====== EXERCISE MATERIALS ======

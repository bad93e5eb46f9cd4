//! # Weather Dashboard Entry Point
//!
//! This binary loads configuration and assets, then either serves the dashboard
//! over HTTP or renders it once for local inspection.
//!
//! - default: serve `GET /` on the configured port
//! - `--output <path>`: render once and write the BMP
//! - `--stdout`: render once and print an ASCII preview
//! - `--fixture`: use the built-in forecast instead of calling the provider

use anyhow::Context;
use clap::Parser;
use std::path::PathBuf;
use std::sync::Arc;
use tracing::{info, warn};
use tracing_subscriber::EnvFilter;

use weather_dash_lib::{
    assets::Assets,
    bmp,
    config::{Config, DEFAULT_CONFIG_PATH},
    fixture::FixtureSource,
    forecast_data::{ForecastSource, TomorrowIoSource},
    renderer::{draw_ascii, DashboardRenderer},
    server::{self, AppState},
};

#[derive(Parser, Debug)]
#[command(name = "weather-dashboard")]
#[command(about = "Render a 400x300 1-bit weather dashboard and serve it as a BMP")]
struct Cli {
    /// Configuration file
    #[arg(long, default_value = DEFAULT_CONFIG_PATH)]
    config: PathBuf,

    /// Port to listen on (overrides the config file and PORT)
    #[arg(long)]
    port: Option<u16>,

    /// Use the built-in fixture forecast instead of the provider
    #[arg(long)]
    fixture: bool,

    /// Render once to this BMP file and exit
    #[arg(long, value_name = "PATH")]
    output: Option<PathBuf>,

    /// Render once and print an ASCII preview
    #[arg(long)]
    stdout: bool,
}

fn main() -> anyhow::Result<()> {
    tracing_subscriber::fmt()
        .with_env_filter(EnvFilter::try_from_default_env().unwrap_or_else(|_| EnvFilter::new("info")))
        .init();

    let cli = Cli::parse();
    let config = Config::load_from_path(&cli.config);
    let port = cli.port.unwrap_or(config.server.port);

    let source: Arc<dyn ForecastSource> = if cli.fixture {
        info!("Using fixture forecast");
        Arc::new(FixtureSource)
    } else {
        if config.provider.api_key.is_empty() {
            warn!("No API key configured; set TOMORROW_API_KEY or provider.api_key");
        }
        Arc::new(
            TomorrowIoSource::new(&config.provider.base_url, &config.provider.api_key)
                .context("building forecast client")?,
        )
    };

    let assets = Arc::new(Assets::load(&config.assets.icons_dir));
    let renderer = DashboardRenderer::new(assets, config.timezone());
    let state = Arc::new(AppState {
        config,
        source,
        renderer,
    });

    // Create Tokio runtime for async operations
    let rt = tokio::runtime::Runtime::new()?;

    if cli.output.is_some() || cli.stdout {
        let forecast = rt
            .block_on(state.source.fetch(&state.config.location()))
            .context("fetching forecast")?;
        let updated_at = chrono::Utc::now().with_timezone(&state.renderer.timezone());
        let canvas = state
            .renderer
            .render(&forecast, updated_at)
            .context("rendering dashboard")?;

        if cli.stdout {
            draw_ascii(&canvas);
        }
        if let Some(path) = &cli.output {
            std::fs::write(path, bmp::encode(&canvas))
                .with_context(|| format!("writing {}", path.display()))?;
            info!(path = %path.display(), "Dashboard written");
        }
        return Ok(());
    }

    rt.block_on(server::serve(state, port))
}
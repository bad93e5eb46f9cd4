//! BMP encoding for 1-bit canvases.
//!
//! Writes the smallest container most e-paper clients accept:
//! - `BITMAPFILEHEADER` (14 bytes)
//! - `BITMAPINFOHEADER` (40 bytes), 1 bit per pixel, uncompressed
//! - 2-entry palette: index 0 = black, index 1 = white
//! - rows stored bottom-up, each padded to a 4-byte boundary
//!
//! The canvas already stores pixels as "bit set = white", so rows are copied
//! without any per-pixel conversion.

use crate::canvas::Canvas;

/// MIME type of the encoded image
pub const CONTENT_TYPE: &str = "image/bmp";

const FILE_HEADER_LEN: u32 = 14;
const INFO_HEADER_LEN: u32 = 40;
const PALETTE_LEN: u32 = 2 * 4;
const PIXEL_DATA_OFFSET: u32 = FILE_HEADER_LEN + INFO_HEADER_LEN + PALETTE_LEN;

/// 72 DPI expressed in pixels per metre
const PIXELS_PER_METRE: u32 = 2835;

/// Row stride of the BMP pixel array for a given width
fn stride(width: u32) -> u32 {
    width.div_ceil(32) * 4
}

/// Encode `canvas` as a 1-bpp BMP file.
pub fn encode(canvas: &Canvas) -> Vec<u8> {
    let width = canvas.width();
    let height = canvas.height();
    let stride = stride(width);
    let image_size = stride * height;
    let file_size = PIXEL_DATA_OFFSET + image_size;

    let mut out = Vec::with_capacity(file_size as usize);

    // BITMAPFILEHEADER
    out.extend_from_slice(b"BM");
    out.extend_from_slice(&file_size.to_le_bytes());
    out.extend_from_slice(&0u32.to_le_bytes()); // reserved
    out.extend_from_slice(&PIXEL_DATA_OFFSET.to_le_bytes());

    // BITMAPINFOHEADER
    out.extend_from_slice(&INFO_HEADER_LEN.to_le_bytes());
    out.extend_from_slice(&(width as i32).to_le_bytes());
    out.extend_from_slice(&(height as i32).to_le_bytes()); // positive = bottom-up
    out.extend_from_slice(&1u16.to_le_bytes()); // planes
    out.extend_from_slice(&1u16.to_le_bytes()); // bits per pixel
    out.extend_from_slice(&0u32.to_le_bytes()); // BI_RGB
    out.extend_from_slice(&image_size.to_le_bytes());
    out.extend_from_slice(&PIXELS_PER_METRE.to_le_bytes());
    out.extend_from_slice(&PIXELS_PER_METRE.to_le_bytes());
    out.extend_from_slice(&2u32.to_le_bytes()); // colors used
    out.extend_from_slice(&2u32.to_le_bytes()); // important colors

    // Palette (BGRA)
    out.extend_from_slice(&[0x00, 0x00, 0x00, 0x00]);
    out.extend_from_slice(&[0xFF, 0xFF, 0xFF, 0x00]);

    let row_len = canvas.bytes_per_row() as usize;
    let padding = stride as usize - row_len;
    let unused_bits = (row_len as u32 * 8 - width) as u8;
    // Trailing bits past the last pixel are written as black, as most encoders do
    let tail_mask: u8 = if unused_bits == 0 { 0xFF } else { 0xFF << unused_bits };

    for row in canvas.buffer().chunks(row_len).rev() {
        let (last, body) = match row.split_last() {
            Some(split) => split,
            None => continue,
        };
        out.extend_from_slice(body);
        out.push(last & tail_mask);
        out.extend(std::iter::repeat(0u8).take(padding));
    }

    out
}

======

**TRY IT:**
Output only an exact transcription of the lines above from the one with "for 1-bit canvases." up to and including the one with "out.extend_from_slice(&[0x00, 0x00, 0x00, 0x00]);".

**RESULT FOR THIS EXERCISE:**
//! BMP encoding for 1-bit canvases.
//!
//! Writes the smallest container most e-paper clients accept:
//! - `BITMAPFILEHEADER` (14 bytes)
//! - `BITMAPINFOHEADER` (40 bytes), 1 bit per pixel, uncompressed
//! - 2-entry palette: index 0 = black, index 1 = white
//! - rows stored bottom-up, each padded to a 4-byte boundary
//!
//! The canvas already stores pixels as "bit set = white", so rows are copied
//! without any per-pixel conversion.

use crate::canvas::Canvas;

/// MIME type of the encoded image
pub const CONTENT_TYPE: &str = "image/bmp";

const FILE_HEADER_LEN: u32 = 14;
const INFO_HEADER_LEN: u32 = 40;
const PALETTE_LEN: u32 = 2 * 4;
const PIXEL_DATA_OFFSET: u32 = FILE_HEADER_LEN + INFO_HEADER_LEN + PALETTE_LEN;

/// 72 DPI expressed in pixels per metre
const PIXELS_PER_METRE: u32 = 2835;

/// Row stride of the BMP pixel array for a given width
fn stride(width: u32) -> u32 {
    width.div_ceil(32) * 4
}

/// Encode `canvas` as a 1-bpp BMP file.
pub fn encode(canvas: &Canvas) -> Vec<u8> {
    let width = canvas.width();
    let height = canvas.height();
    let stride = stride(width);
    let image_size = stride * height;
    let file_size = PIXEL_DATA_OFFSET + image_size;

    let mut out = Vec::with_capacity(file_size as usize);

    // BITMAPFILEHEADER
    out.extend_from_slice(b"BM");
    out.extend_from_slice(&file_size.to_le_bytes());
    out.extend_from_slice(&0u32.to_le_bytes()); // reserved
    out.extend_from_slice(&PIXEL_DATA_OFFSET.to_le_bytes());

    // BITMAPINFOHEADER
    out.extend_from_slice(&INFO_HEADER_LEN.to_le_bytes());
    out.extend_from_slice(&(width as i32).to_le_bytes());
    out.extend_from_slice(&(height as i32).to_le_bytes()); // positive = bottom-up
    out.extend_from_slice(&1u16.to_le_bytes()); // planes
    out.extend_from_slice(&1u16.to_le_bytes()); // bits per pixel
    out.extend_from_slice(&0u32.to_le_bytes()); // BI_RGB
    out.extend_from_slice(&image_size.to_le_bytes());
    out.extend_from_slice(&PIXELS_PER_METRE.to_le_bytes());
    out.extend_from_slice(&PIXELS_PER_METRE.to_le_bytes());
    out.extend_from_slice(&2u32.to_le_bytes()); // colors used
    out.extend_from_slice(&2u32.to_le_bytes()); // important colors

    // Palette (BGRA)
    out.extend_from_slice(&[0x00, 0x00, 0x00, 0x00]);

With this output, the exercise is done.